#[uniffi::export]
impl ThirdKitClient {
    #[uniffi::constructor]
    pub fn new(
        wechat: Box<dyn WechatBridge>,
        alipay: Box<dyn AlipayBridge>,
        apple_id: Box<dyn AppleIdBridge>,
    ) -> Arc<Self> {
        let wechat = Arc::new(WechatAdapter {
            bridge: wechat,
            sends: Tickets::new(),
        });
        let alipay = Arc::new(AlipayAdapter {
            bridge: alipay,
            replies: Tickets::new(),
        });
        let apple_id = Arc::new(AppleIdAdapter {
            bridge: apple_id,
            requests: Tickets::new(),
        });
        let kit = ThirdKit::new(Vendors::new(
            wechat.clone(),
            alipay.clone(),
            apple_id.clone(),
        ));
        tracing::info!("ThirdKitClient created");
        Arc::new(Self {
            kit,
            wechat,
            alipay,
            apple_id,
        })
    }

    pub fn register_platforms(&self, platforms: Vec<RegisterPlatform>) {
        let platforms: Vec<CoreRegisterPlatform> =
            platforms.into_iter().map(Into::into).collect();
        self.kit.hub().register_platforms(&platforms);
    }

    /// Register everything described by a platform config JSON document.
    pub fn register_config_json(&self, json: String) -> Result<(), ThirdKitError> {
        let config = PlatformConfig::from_json_str(&json)?;
        self.kit.hub().register_platforms(&config.registrations());
        Ok(())
    }

    pub fn config(&self) -> HubConfig {
        self.kit.hub().config().into()
    }

    pub fn is_wechat_installed(&self) -> bool {
        self.kit.hub().is_wechat_installed()
    }

    pub fn handle_open_url(&self, url: String) -> bool {
        self.kit.hub().handle_open_url(&url)
    }

    pub fn handle_open_universal_link(&self, activity: UserActivity) -> bool {
        self.kit.hub().handle_open_universal_link(&activity.into())
    }

    pub fn pay(&self, platform: PayPlatform) {
        self.kit.payment().pay(platform.into());
    }

    pub fn login(&self, platform: LoginPlatform) {
        self.kit.login().login(platform.into());
    }

    pub fn share(&self, platform: SharePlatform) {
        self.kit.share().share(platform.into());
    }

    pub fn add_pay_observer(&self, observer: Box<dyn PayObserver>) -> Arc<ObserverHandle> {
        let observer: Arc<dyn thirdkit_core::PayObserver> = Arc::new(BridgePayObserver {
            ffi_observer: observer,
        });
        self.kit.payment().add(&observer);
        Arc::new(ObserverHandle {
            registration: Registration::Pay(observer),
        })
    }

    pub fn add_login_observer(&self, observer: Box<dyn LoginObserver>) -> Arc<ObserverHandle> {
        let observer: Arc<dyn thirdkit_core::LoginObserver> = Arc::new(BridgeLoginObserver {
            ffi_observer: observer,
        });
        self.kit.login().add(&observer);
        Arc::new(ObserverHandle {
            registration: Registration::Login(observer),
        })
    }

    pub fn add_share_observer(&self, observer: Box<dyn ShareObserver>) -> Arc<ObserverHandle> {
        let observer: Arc<dyn thirdkit_core::ShareObserver> = Arc::new(BridgeShareObserver {
            ffi_observer: observer,
        });
        self.kit.share().add(&observer);
        Arc::new(ObserverHandle {
            registration: Registration::Share(observer),
        })
    }

    pub fn remove_observer(&self, handle: Arc<ObserverHandle>) -> bool {
        match &handle.registration {
            Registration::Pay(observer) => self.kit.payment().remove(observer),
            Registration::Login(observer) => self.kit.login().remove(observer),
            Registration::Share(observer) => self.kit.share().remove(observer),
        }
    }

    // ── Host → core completions ──

    /// Report whether WeChat accepted the request sent under `ticket`.
    pub fn wechat_send_completed(&self, ticket: u64, delivered: bool) -> bool {
        match self.wechat.sends.redeem(ticket) {
            Some(completion) => {
                completion(delivered);
                true
            }
            None => false,
        }
    }

    /// Forward a `WXApiDelegate.onResp` callback.
    pub fn wechat_on_resp(&self, resp: WechatResponse) {
        self.kit.hub().on_resp(&resp.into());
    }

    /// Forward a `WXApiDelegate.onReq` callback.
    pub fn wechat_on_req(&self, req: WechatInbound) {
        self.kit.hub().on_req(&req.into());
    }

    pub fn alipay_completed(&self, ticket: u64, reply: AlipayReply) -> bool {
        self.alipay.complete(ticket, reply.into())
    }

    /// Same as `alipay_completed`, taking the SDK's result dictionary as JSON.
    pub fn alipay_completed_json(&self, ticket: u64, json: String) -> Result<bool, ThirdKitError> {
        let reply = CoreAlipayReply::from_json(&json)?;
        Ok(self.alipay.complete(ticket, reply))
    }

    pub fn apple_id_completed(&self, ticket: u64, credential: AppleIdCredential) -> bool {
        match self.apple_id.requests.redeem(ticket) {
            Some(completion) => {
                completion(Ok(credential.into()));
                true
            }
            None => false,
        }
    }

    /// Report an `ASAuthorizationError` code for the request under `ticket`.
    pub fn apple_id_failed(&self, ticket: u64, code: i64) -> bool {
        match self.apple_id.requests.redeem(ticket) {
            Some(completion) => {
                completion(Err(AuthorizationErrorCode::from_raw(code)));
                true
            }
            None => false,
        }
    }
}
use std::path::Path;

use serde::{Deserialize, Serialize};

use crate::errors::ThirdError;
use crate::hub::RegisterPlatform;
use crate::wechat::MiniProgramType;

/// Vendor credentials, usually shipped as a JSON file in the app bundle.
#[derive(Serialize, Deserialize, Clone, Debug, Default, PartialEq)]
pub struct PlatformConfig {
    #[serde(default)]
    pub wechat: Option<WechatConfig>,
    #[serde(default)]
    pub alipay: Option<AlipayConfig>,
}

#[derive(Serialize, Deserialize, Clone, Debug, PartialEq)]
pub struct WechatConfig {
    pub app_id: String,
    pub universal_link: String,
    #[serde(default)]
    pub mini_program: MiniProgramType,
}

#[derive(Serialize, Deserialize, Clone, Debug, PartialEq)]
pub struct AlipayConfig {
    pub scheme: String,
}

impl PlatformConfig {
    pub fn load(path: impl AsRef<Path>) -> Result<Self, ThirdError> {
        let path = path.as_ref();
        let contents = std::fs::read_to_string(path)?;
        tracing::info!("loaded platform config from {}", path.display());
        Self::from_json_str(&contents)
    }

    pub fn from_json_str(json: &str) -> Result<Self, ThirdError> {
        serde_json::from_str(json).map_err(|e| ThirdError::Config(e.to_string()))
    }

    /// The batch registration this config describes, WeChat first.
    pub fn registrations(&self) -> Vec<RegisterPlatform> {
        let mut platforms = Vec::new();
        if let Some(wechat) = &self.wechat {
            platforms.push(RegisterPlatform::Wechat {
                app_id: wechat.app_id.clone(),
                universal_link: wechat.universal_link.clone(),
                mini_program: wechat.mini_program,
            });
        }
        if let Some(alipay) = &self.alipay {
            platforms.push(RegisterPlatform::Alipay {
                scheme: alipay.scheme.clone(),
            });
        }
        platforms
    }
}
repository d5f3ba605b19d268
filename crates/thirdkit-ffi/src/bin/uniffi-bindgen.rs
fn main() {
    uniffi::uniffi_bindgen_main()
}
use std::sync::{Arc, Mutex, MutexGuard, PoisonError, Weak};

use url::Url;

use crate::apple_id::{
    AppleIdCredential, AppleIdProvider, AppleIdScope, AuthorizationCompletion,
    AuthorizationErrorCode,
};
use crate::hub::{DispatchHub, VendorCallbackHandler};
use crate::observers::ObserverRegistry;
use crate::pending::Pending;
use crate::status::ResultStatus;
use crate::wechat::{AuthRequest, SendCompletion, WechatApi, WechatRequest, WechatResponse};

/// Scopes requested from Sign in with Apple.
const APPLE_SCOPES: [AppleIdScope; 2] = [AppleIdScope::FullName, AppleIdScope::Email];

#[derive(Debug, Clone, PartialEq, Eq)]
pub enum LoginPlatform {
    /// WeChat OAuth. Both `scope` (e.g. `snsapi_userinfo`) and `state` are required.
    Wechat { scope: String, state: String },
    /// Sign in with Apple.
    Apple,
}

impl LoginPlatform {
    pub fn channel(&self) -> &'static str {
        match self {
            Self::Wechat { .. } => "wechat",
            Self::Apple => "apple",
        }
    }
}

#[derive(Debug, Clone, PartialEq, Eq)]
pub enum LoginPayload {
    /// One-shot code the backend exchanges for a WeChat access token.
    AuthorizationCode(String),
    Identity {
        identity_token: Option<String>,
        user_id: String,
        display_name: Option<String>,
    },
}

pub type LoginStatus = ResultStatus<LoginPayload>;

pub trait LoginObserver: Send + Sync {
    fn on_login_complete(&self, status: &LoginStatus, platform: Option<&LoginPlatform>);
}

struct LoginState {
    pending: Pending<LoginPlatform>,
    observers: ObserverRegistry<dyn LoginObserver>,
}

pub struct LoginManager {
    wechat: Arc<dyn WechatApi>,
    apple_id: Arc<dyn AppleIdProvider>,
    state: Mutex<LoginState>,
    me: Weak<Self>,
}

impl LoginManager {
    pub fn new(
        hub: &DispatchHub,
        wechat: Arc<dyn WechatApi>,
        apple_id: Arc<dyn AppleIdProvider>,
    ) -> Arc<Self> {
        let manager = Arc::new_cyclic(|me| Self {
            wechat,
            apple_id,
            state: Mutex::new(LoginState {
                pending: Pending::new(),
                observers: ObserverRegistry::new(),
            }),
            me: me.clone(),
        });
        let handler: Arc<dyn VendorCallbackHandler> = manager.clone();
        hub.add_handler(&handler);
        manager
    }

    pub fn add(&self, observer: &Arc<dyn LoginObserver>) -> bool {
        self.state().observers.add(observer)
    }

    pub fn remove(&self, observer: &Arc<dyn LoginObserver>) -> bool {
        self.state().observers.remove(observer)
    }

    pub fn pending_platform(&self) -> Option<LoginPlatform> {
        self.state().pending.current().cloned()
    }

    pub fn login(&self, platform: LoginPlatform) {
        tracing::info!("login via {}", platform.channel());
        match platform {
            LoginPlatform::Wechat { scope, state } => {
                // Observers hear nothing for this case.
                if scope.is_empty() || state.is_empty() {
                    tracing::warn!(
                        "wechat login skipped: scope empty={} state empty={}",
                        scope.is_empty(),
                        state.is_empty()
                    );
                    return;
                }
                self.begin(LoginPlatform::Wechat {
                    scope: scope.clone(),
                    state: state.clone(),
                });
                self.wechat.send(
                    WechatRequest::Auth(AuthRequest { scope, state }),
                    self.delivery_completion(),
                );
            }
            LoginPlatform::Apple => {
                self.begin(LoginPlatform::Apple);
                self.apple_id
                    .perform_request(&APPLE_SCOPES, self.apple_completion());
            }
        }
    }

    fn begin(&self, platform: LoginPlatform) {
        let replaced = self.state().pending.begin(platform);
        if let Some(previous) = replaced {
            tracing::warn!("superseding in-flight {} login", previous.channel());
        }
    }

    fn apple_completion(&self) -> AuthorizationCompletion {
        let me = self.me.clone();
        Box::new(move |result| {
            if let Some(manager) = me.upgrade() {
                manager.finish(apple_status(result));
            }
        })
    }

    fn delivery_completion(&self) -> SendCompletion {
        let me = self.me.clone();
        Box::new(move |delivered| {
            if delivered {
                return;
            }
            if let Some(manager) = me.upgrade() {
                manager.finish(ResultStatus::unusual("wechat request not delivered"));
            }
        })
    }

    fn finish(&self, status: LoginStatus) {
        let (platform, observers) = {
            let mut state = self.state();
            let Some(platform) = state.pending.take() else {
                tracing::debug!("no login in flight, dropping {} result", status.kind());
                return;
            };
            (platform, state.observers.live())
        };
        tracing::info!("{} login finished: {}", platform.channel(), status.kind());
        for observer in observers {
            observer.on_login_complete(&status, Some(&platform));
        }
    }

    fn state(&self) -> MutexGuard<'_, LoginState> {
        self.state.lock().unwrap_or_else(PoisonError::into_inner)
    }
}

fn apple_status(result: Result<AppleIdCredential, AuthorizationErrorCode>) -> LoginStatus {
    match result {
        Ok(credential) => {
            let display_name = credential.display_name();
            match credential.identity_token {
                Some(token) => ResultStatus::Success(Some(LoginPayload::Identity {
                    identity_token: String::from_utf8(token).ok(),
                    user_id: credential.user,
                    display_name,
                })),
                None => ResultStatus::unusual("authorization credential mismatch"),
            }
        }
        Err(code) => {
            tracing::warn!("apple authorization failed with code {}", code.raw());
            code.into()
        }
    }
}

impl VendorCallbackHandler for LoginManager {
    fn on_resp(&self, resp: &WechatResponse) {
        if let WechatResponse::Auth(resp) = resp {
            self.finish(ResultStatus::from_wechat(resp.err_code, || {
                Some(LoginPayload::AuthorizationCode(
                    resp.code.clone().unwrap_or_default(),
                ))
            }));
        }
    }

    fn handle_open_url(&self, _url: &Url) {}
}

### Work to complete
The lines holding the string "reply" in the listing above are what you should copy out.

### Response to this exercise
    pub fn alipay_completed(&self, ticket: u64, reply: AlipayReply) -> bool {
        self.alipay.complete(ticket, reply.into())
        let reply = CoreAlipayReply::from_json(&json)?;
        Ok(self.alipay.complete(ticket, reply))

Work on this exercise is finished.